**YOUR INSTRUCTIONS**:
Transcribe each record exactly. Include every one.

Saved data entries:
::::

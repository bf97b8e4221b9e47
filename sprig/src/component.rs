//! Components are units of per-tick behavior attached to exactly one entity.
//!
//! Each component type declares the [`ComponentKind`] it is filed under. The
//! kind plays the role of a "base type": every concrete component lands in
//! exactly one family, and lookups go through the family key in O(1).
//! Variants inside a family (a circular vs. rectangular hitbox) are data on
//! the component, not separate types.

use std::any::{Any, TypeId};
use std::time::Duration;

use crate::hitbox::Hitbox;
use crate::math::Vec2;
use crate::movement::Movement;
use crate::sprite::Sprite;

/// Family key under which a component is indexed on its entity.
#[derive(Clone, Copy, Debug, PartialEq, Eq, Hash, PartialOrd, Ord)]
pub enum ComponentKind {
    Sprite,
    Hitbox,
    Movement,
    /// Game-defined family, keyed by a stable name.
    Custom(&'static str),
}

impl ComponentKind {
    /// The only type allowed to file under a built-in family. `None` for custom kinds.
    pub(crate) fn reserved_type(self) -> Option<TypeId> {
        match self {
            ComponentKind::Sprite => Some(TypeId::of::<Sprite>()),
            ComponentKind::Hitbox => Some(TypeId::of::<Hitbox>()),
            ComponentKind::Movement => Some(TypeId::of::<Movement>()),
            ComponentKind::Custom(_) => None,
        }
    }
}

/// Per-tick view handed to each component's `update`.
///
/// Components only see their own entity's location; they cannot reach other
/// entities or the scene.
pub struct TickContext<'a> {
    /// Location of the owning entity. Writable so movement can advance it.
    pub location: &'a mut Vec2,
    /// Step multiplier: `1.0` for fixed stepping, milliseconds for real-time stepping.
    pub step: f32,
    /// Wall-clock time since the previous tick.
    pub elapsed: Duration,
}

/// Attachable behavior.
///
/// ```
/// use sprig::component::{Component, ComponentKind};
///
/// struct Health(u32);
///
/// impl Component for Health {
///     const KIND: ComponentKind = ComponentKind::Custom("health");
/// }
/// ```
pub trait Component: Any {
    const KIND: ComponentKind;

    /// Advance this component by one tick. Default is a no-op.
    fn update(&mut self, _ctx: &mut TickContext<'_>) {}
}

/// Object-safe form of [`Component`] used for storage on an entity.
pub(crate) trait ErasedComponent: Any {
    fn kind(&self) -> ComponentKind;
    fn type_name(&self) -> &'static str;
    fn update(&mut self, ctx: &mut TickContext<'_>);
    fn as_any(&self) -> &dyn Any;
    fn as_any_mut(&mut self) -> &mut dyn Any;
}

impl<T: Component> ErasedComponent for T {
    fn kind(&self) -> ComponentKind {
        T::KIND
    }

    fn type_name(&self) -> &'static str {
        std::any::type_name::<T>()
    }

    fn update(&mut self, ctx: &mut TickContext<'_>) {
        Component::update(self, ctx);
    }

    fn as_any(&self) -> &dyn Any {
        self
    }

    fn as_any_mut(&mut self) -> &mut dyn Any {
        self
    }
}

impl dyn ErasedComponent {
    pub(crate) fn is<T: Component>(&self) -> bool {
        self.as_any().type_id() == TypeId::of::<T>()
    }

    pub(crate) fn downcast_ref<T: Component>(&self) -> Option<&T> {
        self.as_any().downcast_ref::<T>()
    }

    pub(crate) fn downcast_mut<T: Component>(&mut self) -> Option<&mut T> {
        self.as_any_mut().downcast_mut::<T>()
    }
}
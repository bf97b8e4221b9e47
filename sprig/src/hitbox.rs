//! Collision volumes attached to entities.

use serde::{Deserialize, Serialize};

use crate::component::{Component, ComponentKind};
use crate::math::Vec2;
use crate::shape::{Circle, Rectangle, Shape};

/// A shape positioned relative to its entity.
///
/// The absolute (world space) shape is always derived from the entity's
/// current location on request and never stored, so it cannot go stale.
#[derive(Clone, Copy, Debug, PartialEq, Serialize, Deserialize)]
pub struct Hitbox {
    shape: Shape,
}

impl Hitbox {
    pub fn new(shape: impl Into<Shape>) -> Self {
        Self {
            shape: shape.into(),
        }
    }

    /// Rectangular hitbox with its top-left corner at `(x, y)` relative to the entity.
    pub fn rectangle(x: f32, y: f32, width: f32, height: f32) -> Self {
        Self::new(Rectangle::new(x, y, width, height))
    }

    /// Circular hitbox whose bounding square starts at `(x, y)` relative to the entity.
    pub fn circle(x: f32, y: f32, radius: f32) -> Self {
        Self::new(Circle::new(x, y, radius))
    }

    /// Shape in entity-local coordinates.
    pub fn relative_shape(&self) -> Shape {
        self.shape
    }

    pub fn relative_location(&self) -> Vec2 {
        self.shape.location()
    }

    /// World-space location for an entity standing at `entity_location`.
    pub fn location(&self, entity_location: Vec2) -> Vec2 {
        entity_location + self.shape.location()
    }

    /// World-space shape for an entity standing at `entity_location`.
    pub fn absolute_shape(&self, entity_location: Vec2) -> Shape {
        self.shape.offset(entity_location)
    }

    pub fn is_circle(&self) -> bool {
        matches!(self.shape, Shape::Circle(_))
    }

    pub fn is_rectangle(&self) -> bool {
        matches!(self.shape, Shape::Rectangle(_))
    }
}

impl Component for Hitbox {
    const KIND: ComponentKind = ComponentKind::Hitbox;
}

#[cfg(test)]
mod tests {
    use super::*;

    #[test]
    fn test_absolute_shape_follows_entity() {
        let hitbox = Hitbox::rectangle(2.0, 3.0, 4.0, 5.0);
        assert_eq!(
            hitbox.absolute_shape(Vec2::new(10.0, 20.0)),
            Shape::Rectangle(Rectangle::new(12.0, 23.0, 4.0, 5.0))
        );
        assert_eq!(
            hitbox.absolute_shape(Vec2::new(-2.0, 0.0)),
            Shape::Rectangle(Rectangle::new(0.0, 3.0, 4.0, 5.0))
        );
        assert_eq!(hitbox.relative_location(), Vec2::new(2.0, 3.0));
    }

    #[test]
    fn test_circle_location() {
        let hitbox = Hitbox::circle(1.0, 1.0, 2.0);
        assert!(hitbox.is_circle());
        assert!(!hitbox.is_rectangle());
        assert_eq!(hitbox.location(Vec2::new(5.0, 5.0)), Vec2::new(6.0, 6.0));
    }
}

::::

**RESULT OF THE TASK**:
repository bf97b8e4221b9e47
filename sprig/src/component.rs
//! Components are units of per-tick behavior attached to exactly one entity.
//!
//! Each component type declares the [`ComponentKind`] it is filed under. The
//! kind plays the role of a "base type": every concrete component lands in
//! exactly one family, and lookups go through the family key in O(1).
//! Variants inside a family (a circular vs. rectangular hitbox) are data on
//! the component, not separate types.

use std::any::{Any, TypeId};
use std::time::Duration;

use crate::hitbox::Hitbox;
use crate::math::Vec2;
use crate::movement::Movement;
use crate::sprite::Sprite;

/// Family key under which a component is indexed on its entity.
#[derive(Clone, Copy, Debug, PartialEq, Eq, Hash, PartialOrd, Ord)]
pub enum ComponentKind {
    Sprite,
    Hitbox,
    Movement,
    /// Game-defined family, keyed by a stable name.
    Custom(&'static str),
}

impl ComponentKind {
    /// The only type allowed to file under a built-in family. `None` for custom kinds.
    pub(crate) fn reserved_type(self) -> Option<TypeId> {
        match self {
            ComponentKind::Sprite => Some(TypeId::of::<Sprite>()),
            ComponentKind::Hitbox => Some(TypeId::of::<Hitbox>()),
            ComponentKind::Movement => Some(TypeId::of::<Movement>()),
            ComponentKind::Custom(_) => None,
        }
    }
}

/// Per-tick view handed to each component's `update`.
///
/// Components only see their own entity's location; they cannot reach other
/// entities or the scene.
pub struct TickContext<'a> {
    /// Location of the owning entity. Writable so movement can advance it.
    pub location: &'a mut Vec2,
    /// Step multiplier: `1.0` for fixed stepping, milliseconds for real-time stepping.
    pub step: f32,
    /// Wall-clock time since the previous tick.
    pub elapsed: Duration,
}

/// Attachable behavior.
///
/// ```
/// use sprig::component::{Component, ComponentKind};
///
/// struct Health(u32);
///
/// impl Component for Health {
///     const KIND: ComponentKind = ComponentKind::Custom("health");
/// }
/// ```
pub trait Component: Any {
    const KIND: ComponentKind;

    /// Advance this component by one tick. Default is a no-op.
    fn update(&mut self, _ctx: &mut TickContext<'_>) {}
}

/// Object-safe form of [`Component`] used for storage on an entity.
pub(crate) trait ErasedComponent: Any {
    fn kind(&self) -> ComponentKind;
    fn type_name(&self) -> &'static str;
    fn update(&mut self, ctx: &mut TickContext<'_>);
    fn as_any(&self) -> &dyn Any;
    fn as_any_mut(&mut self) -> &mut dyn Any;
}

impl<T: Component> ErasedComponent for T {
    fn kind(&self) -> ComponentKind {
        T::KIND
    }

    fn type_name(&self) -> &'static str {
        std::any::type_name::<T>()
    }

    fn update(&mut self, ctx: &mut TickContext<'_>) {
        Component::update(self, ctx);
    }

    fn as_any(&self) -> &dyn Any {
        self
    }

    fn as_any_mut(&mut self) -> &mut dyn Any {
        self
    }
}

impl dyn ErasedComponent {
    pub(crate) fn is<T: Component>(&self) -> bool {
        self.as_any().type_id() == TypeId::of::<T>()
    }

    pub(crate) fn downcast_ref<T: Component>(&self) -> Option<&T> {
        self.as_any().downcast_ref::<T>()
    }

    pub(crate) fn downcast_mut<T: Component>(&mut self) -> Option<&mut T> {
        self.as_any_mut().downcast_mut::<T>()
    }
}
repository bf97b8e4221b9e47
filename sprig/src/hitbox.rs
//! Collision volumes attached to entities.

use serde::{Deserialize, Serialize};

use crate::component::{Component, ComponentKind};
use crate::math::Vec2;
use crate::shape::{Circle, Rectangle, Shape};

/// A shape positioned relative to its entity.
///
/// The absolute (world space) shape is always derived from the entity's
/// current location on request and never stored, so it cannot go stale.
#[derive(Clone, Copy, Debug, PartialEq, Serialize, Deserialize)]
pub struct Hitbox {
    shape: Shape,
}

impl Hitbox {
    pub fn new(shape: impl Into<Shape>) -> Self {
        Self {
            shape: shape.into(),
        }
    }

    /// Rectangular hitbox with its top-left corner at `(x, y)` relative to the entity.
    pub fn rectangle(x: f32, y: f32, width: f32, height: f32) -> Self {
        Self::new(Rectangle::new(x, y, width, height))
    }

    /// Circular hitbox whose bounding square starts at `(x, y)` relative to the entity.
    pub fn circle(x: f32, y: f32, radius: f32) -> Self {
        Self::new(Circle::new(x, y, radius))
    }

    /// Shape in entity-local coordinates.
    pub fn relative_shape(&self) -> Shape {
        self.shape
    }

    pub fn relative_location(&self) -> Vec2 {
        self.shape.location()
    }

    /// World-space location for an entity standing at `entity_location`.
    pub fn location(&self, entity_location: Vec2) -> Vec2 {
        entity_location + self.shape.location()
    }

    /// World-space shape for an entity standing at `entity_location`.
    pub fn absolute_shape(&self, entity_location: Vec2) -> Shape {
        self.shape.offset(entity_location)
    }

    pub fn is_circle(&self) -> bool {
        matches!(self.shape, Shape::Circle(_))
    }

    pub fn is_rectangle(&self) -> bool {
        matches!(self.shape, Shape::Rectangle(_))
    }
}

impl Component for Hitbox {
    const KIND: ComponentKind = ComponentKind::Hitbox;
}

#[cfg(test)]
mod tests {
    use super::*;

    #[test]
    fn test_absolute_shape_follows_entity() {
        let hitbox = Hitbox::rectangle(2.0, 3.0, 4.0, 5.0);
        assert_eq!(
            hitbox.absolute_shape(Vec2::new(10.0, 20.0)),
            Shape::Rectangle(Rectangle::new(12.0, 23.0, 4.0, 5.0))
        );
        assert_eq!(
            hitbox.absolute_shape(Vec2::new(-2.0, 0.0)),
            Shape::Rectangle(Rectangle::new(0.0, 3.0, 4.0, 5.0))
        );
        assert_eq!(hitbox.relative_location(), Vec2::new(2.0, 3.0));
    }

    #[test]
    fn test_circle_location() {
        let hitbox = Hitbox::circle(1.0, 1.0, 2.0);
        assert!(hitbox.is_circle());
        assert!(!hitbox.is_rectangle());
        assert_eq!(hitbox.location(Vec2::new(5.0, 5.0)), Vec2::new(6.0, 6.0));
    }
}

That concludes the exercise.